Task instructions:
Across all the records below, how many lines contain "impl"? Respond with only the number.
*** Provided data
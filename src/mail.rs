//! Send emails to user for important updates.

use std::time::Duration;

use async_trait::async_trait;
use chrono::TimeDelta;
use reqwest::{Client, Url, header};
use serde::Serialize;

use crate::config::Mail;
use crate::postcard::Postcard;

const DEFAULT_ENDPOINT: &str = "https://api.brevo.com/v3/smtp/email";
const DEFAULT_TIMEOUT: u64 = 10;

#[derive(Debug, thiserror::Error)]
pub enum MailError {
    #[error("invalid mail endpoint: {0}")]
    Endpoint(#[from] url::ParseError),
    #[error("missing mail API key")]
    MissingKey,
    #[error("mail transport failed: {0}")]
    Transport(#[from] reqwest::Error),
    #[error("mail provider answered {status}: {body}")]
    Rejected { status: u16, body: String },
}

/// Outbound transactional email.
///
/// Callers wait for delivery and surface failures; nothing is retried.
#[async_trait]
pub trait Mailer: Send + Sync {
    async fn send(
        &self,
        to: &str,
        subject: &str,
        html: &str,
    ) -> Result<(), MailError>;
}

#[derive(Debug, Serialize)]
struct Address<'a> {
    email: &'a str,
}

#[derive(Debug, Serialize)]
#[serde(rename_all = "camelCase")]
struct Message<'a> {
    sender: Address<'a>,
    to: [Address<'a>; 1],
    subject: &'a str,
    html_content: &'a str,
}

/// Brevo transactional email API.
pub struct BrevoMailer {
    client: Client,
    endpoint: Url,
    api_key: String,
    sender: String,
}

impl BrevoMailer {
    /// Create a new [`BrevoMailer`].
    pub fn new(config: &Mail) -> Result<Self, MailError> {
        let endpoint = Url::parse(
            config.endpoint.as_deref().unwrap_or(DEFAULT_ENDPOINT),
        )?;
        let api_key = config
            .api_key
            .clone()
            .filter(|key| !key.is_empty())
            .ok_or(MailError::MissingKey)?;
        let client = Client::builder()
            .timeout(Duration::from_secs(
                config.timeout.unwrap_or(DEFAULT_TIMEOUT),
            ))
            .build()?;

        Ok(Self {
            client,
            endpoint,
            api_key,
            sender: config.sender.clone(),
        })
    }
}

#[async_trait]
impl Mailer for BrevoMailer {
    async fn send(
        &self,
        to: &str,
        subject: &str,
        html: &str,
    ) -> Result<(), MailError> {
        let message = Message {
            sender: Address {
                email: &self.sender,
            },
            to: [Address { email: to }],
            subject,
            html_content: html,
        };

        let response = self
            .client
            .post(self.endpoint.clone())
            .header("api-key", &self.api_key)
            .header(header::ACCEPT, "application/json")
            .json(&message)
            .send()
            .await?;

        let status = response.status();
        if !status.is_success() {
            let body = response.text().await.unwrap_or_default();
            return Err(MailError::Rejected {
                status: status.as_u16(),
                body,
            });
        }

        tracing::debug!(%status, "email delivered to provider");
        Ok(())
    }
}

/// Mailer used when no provider is configured. Only logs.
#[derive(Debug, Default, Clone, Copy)]
pub struct LogMailer;

#[async_trait]
impl Mailer for LogMailer {
    async fn send(
        &self,
        to: &str,
        subject: &str,
        _html: &str,
    ) -> Result<(), MailError> {
        tracing::info!(to, subject, "mail provider disabled, email dropped");
        Ok(())
    }
}

/// Subject and body of the verification email, for a code lasting `validity`.
pub fn otp_email(code: &str, validity: TimeDelta) -> (&'static str, String) {
    (
        "Your OTP Code",
        format!(
            "<p>Your OTP code is: <strong>{}</strong>. It is valid for {}.</p>",
            escape(code),
            humanize(validity)
        ),
    )
}

/// Subject and body of the email sent to a postcard recipient.
///
/// `instance` is the public URL of this server; no link when empty.
pub fn postcard_email(
    postcard: &Postcard,
    instance: &str,
) -> (&'static str, String) {
    let mut html = format!(
        r#"<h2>You've got a new postcard!</h2>
<img src="{}" alt="Postcard front" style="max-width:600px;" /><br/>
<p><strong>Message:</strong> <span style="font-family:{};">{}</span></p>
<p><strong>Location:</strong> {}</p>
<p><strong>Stamp:</strong> {}</p>"#,
        escape(&postcard.background_image),
        postcard.font_style.as_str(),
        escape(&postcard.message),
        escape(&postcard.location),
        postcard.stamp.as_str(),
    );
    if !instance.is_empty() {
        html.push_str(&format!(
            "\n<p><a href=\"{}\">Open Wanderlog</a></p>",
            escape(instance)
        ));
    }

    ("You've received a Postcard!", html)
}

/// `10 minutes`, `1 minute`, `45 seconds`.
fn humanize(duration: TimeDelta) -> String {
    let seconds = duration.num_seconds();
    let (value, unit) = if seconds % 60 == 0 {
        (seconds / 60, "minute")
    } else {
        (seconds, "second")
    };

    if value == 1 {
        format!("1 {unit}")
    } else {
        format!("{value} {unit}s")
    }
}

fn escape(input: &str) -> String {
    let mut output = String::with_capacity(input.len());
    for c in input.chars() {
        match c {
            '&' => output.push_str("&amp;"),
            '<' => output.push_str("&lt;"),
            '>' => output.push_str("&gt;"),
            '"' => output.push_str("&quot;"),
            '\'' => output.push_str("&#39;"),
            _ => output.push(c),
        }
    }
    output
}
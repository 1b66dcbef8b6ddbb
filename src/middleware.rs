//! Middlewares for routes.

use axum::extract::{Request, State};
use axum::http::header;
use axum::middleware::Next;
use axum::response::Response;

use crate::error::Result;
use crate::token::{TokenError, TokenManager};

const BEARER: &str = "Bearer ";

/// Extract the token of a `Bearer <token>` authorization header.
fn bearer(req: &Request) -> Option<&str> {
    req.headers()
        .get(header::AUTHORIZATION)
        .and_then(|header| header.to_str().ok())
        .and_then(|value| value.strip_prefix(BEARER))
        .map(str::trim)
        .filter(|token| !token.is_empty())
}

/// Custom middleware for authentification.
///
/// Verified [`crate::token::Claims`] are inserted into request extensions.
/// Only the signature and expiry are checked; the store is never read.
pub async fn authenticate(
    State(token): State<TokenManager>,
    mut req: Request,
    next: Next,
) -> Result<Response> {
    let Some(raw) = bearer(&req) else {
        return Err(TokenError::Missing.into());
    };

    let claims = token.decode(Some(raw))?;

    req.extensions_mut().insert(claims);
    Ok(next.run(req).await)
}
******
Reply to the task:
3